**** Extracted material
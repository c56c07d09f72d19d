//! Byte-range access to remote objects
//!
//! [`RangeFetcher`] is the seam between the page cache and the network.
//! [`HttpRangeFetcher`] talks HTTP range requests with retry and backoff;
//! [`MemoryFetcher`] serves objects from memory for tests and embedding.

mod http;
mod memory;
mod retry;

pub use http::HttpRangeFetcher;
pub use memory::MemoryFetcher;
pub use retry::{Attempt, RetryPolicy};

use crate::core::error::FetchError;
use crate::core::page::RemoteFile;
use async_trait::async_trait;
use bytes::Bytes;

#[async_trait]
pub trait RangeFetcher: Send + Sync + 'static {
    /// Total size of the object at `url`
    async fn object_size(&self, url: &str) -> Result<u64, FetchError>;

    /// Read `len` bytes at `offset`
    ///
    /// Ranges running past the known size are clamped, so the tail page
    /// comes back short. Offsets at or past EOF return an empty buffer.
    async fn fetch(&self, file: &RemoteFile, offset: u64, len: usize) -> Result<Bytes, FetchError>;
}

/// Clamp a requested range to the file, returning the inclusive end offset
pub(crate) fn clamp_range(file: &RemoteFile, offset: u64, len: usize) -> Option<(u64, u64)> {
    if len == 0 || offset >= file.size() {
        return None;
    }
    let end = (offset + len as u64).min(file.size());
    Some((offset, end - 1))
}
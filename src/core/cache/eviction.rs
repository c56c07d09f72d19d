//! Eviction order for resident pages
//!
//! Entries are ordered by (last access stamp, page index, file). The oldest
//! stamp is evicted first; equal stamps fall back to the lowest page index so
//! eviction is deterministic.

use crate::core::page::{FileId, PageKey};
use std::collections::BTreeSet;

#[derive(Debug, Clone, Copy, PartialEq, Eq, PartialOrd, Ord)]
struct Slot {
    stamp: u64,
    index: u64,
    file: FileId,
}

impl Slot {
    fn new(key: PageKey, stamp: u64) -> Self {
        Slot {
            stamp,
            index: key.index,
            file: key.file,
        }
    }

    fn key(&self) -> PageKey {
        PageKey::new(self.file, self.index)
    }
}

#[derive(Debug, Default)]
pub(crate) struct EvictionOrder {
    slots: BTreeSet<Slot>,
}

impl EvictionOrder {
    #[cfg(test)]
    pub fn new() -> Self {
        Self::default()
    }

    pub fn insert(&mut self, key: PageKey, stamp: u64) {
        self.slots.insert(Slot::new(key, stamp));
    }

    /// Move `key` from `old_stamp` to `new_stamp`
    pub fn touch(&mut self, key: PageKey, old_stamp: u64, new_stamp: u64) {
        self.slots.remove(&Slot::new(key, old_stamp));
        self.slots.insert(Slot::new(key, new_stamp));
    }

    pub fn remove(&mut self, key: PageKey, stamp: u64) -> bool {
        self.slots.remove(&Slot::new(key, stamp))
    }

    /// Oldest key for which `evictable` holds
    pub fn oldest_where<F>(&self, mut evictable: F) -> Option<PageKey>
    where
        F: FnMut(&PageKey) -> bool,
    {
        self.slots
            .iter()
            .map(Slot::key)
            .find(|key| evictable(key))
    }

    #[cfg(test)]
    pub fn len(&self) -> usize {
        self.slots.len()
    }
}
********
All of the material above needs to be retyped word for word.

* [Solution for this task]:
repository c56c07d09f72d19d
//! Byte-range access to remote objects
//!
//! [`RangeFetcher`] is the seam between the page cache and the network.
//! [`HttpRangeFetcher`] talks HTTP range requests with retry and backoff;
//! [`MemoryFetcher`] serves objects from memory for tests and embedding.

mod http;
mod memory;
mod retry;

pub use http::HttpRangeFetcher;
pub use memory::MemoryFetcher;
pub use retry::{Attempt, RetryPolicy};

use crate::core::error::FetchError;
use crate::core::page::RemoteFile;
use async_trait::async_trait;
use bytes::Bytes;

#[async_trait]
pub trait RangeFetcher: Send + Sync + 'static {
    /// Total size of the object at `url`
    async fn object_size(&self, url: &str) -> Result<u64, FetchError>;

    /// Read `len` bytes at `offset`
    ///
    /// Ranges running past the known size are clamped, so the tail page
    /// comes back short. Offsets at or past EOF return an empty buffer.
    async fn fetch(&self, file: &RemoteFile, offset: u64, len: usize) -> Result<Bytes, FetchError>;
}

/// Clamp a requested range to the file, returning the inclusive end offset
pub(crate) fn clamp_range(file: &RemoteFile, offset: u64, len: usize) -> Option<(u64, u64)> {
    if len == 0 || offset >= file.size() {
        return None;
    }
    let end = (offset + len as u64).min(file.size());
    Some((offset, end - 1))
}
filename src/core/cache/eviction.rs
repository c56c07d09f72d19d
//! Eviction order for resident pages
//!
//! Entries are ordered by (last access stamp, page index, file). The oldest
//! stamp is evicted first; equal stamps fall back to the lowest page index so
//! eviction is deterministic.

use crate::core::page::{FileId, PageKey};
use std::collections::BTreeSet;

#[derive(Debug, Clone, Copy, PartialEq, Eq, PartialOrd, Ord)]
struct Slot {
    stamp: u64,
    index: u64,
    file: FileId,
}

impl Slot {
    fn new(key: PageKey, stamp: u64) -> Self {
        Slot {
            stamp,
            index: key.index,
            file: key.file,
        }
    }

    fn key(&self) -> PageKey {
        PageKey::new(self.file, self.index)
    }
}

#[derive(Debug, Default)]
pub(crate) struct EvictionOrder {
    slots: BTreeSet<Slot>,
}

impl EvictionOrder {
    #[cfg(test)]
    pub fn new() -> Self {
        Self::default()
    }

    pub fn insert(&mut self, key: PageKey, stamp: u64) {
        self.slots.insert(Slot::new(key, stamp));
    }

    /// Move `key` from `old_stamp` to `new_stamp`
    pub fn touch(&mut self, key: PageKey, old_stamp: u64, new_stamp: u64) {
        self.slots.remove(&Slot::new(key, old_stamp));
        self.slots.insert(Slot::new(key, new_stamp));
    }

    pub fn remove(&mut self, key: PageKey, stamp: u64) -> bool {
        self.slots.remove(&Slot::new(key, stamp))
    }

    /// Oldest key for which `evictable` holds
    pub fn oldest_where<F>(&self, mut evictable: F) -> Option<PageKey>
    where
        F: FnMut(&PageKey) -> bool,
    {
        self.slots
            .iter()
            .map(Slot::key)
            .find(|key| evictable(key))
    }

    #[cfg(test)]
    pub fn len(&self) -> usize {
        self.slots.len()
    }
}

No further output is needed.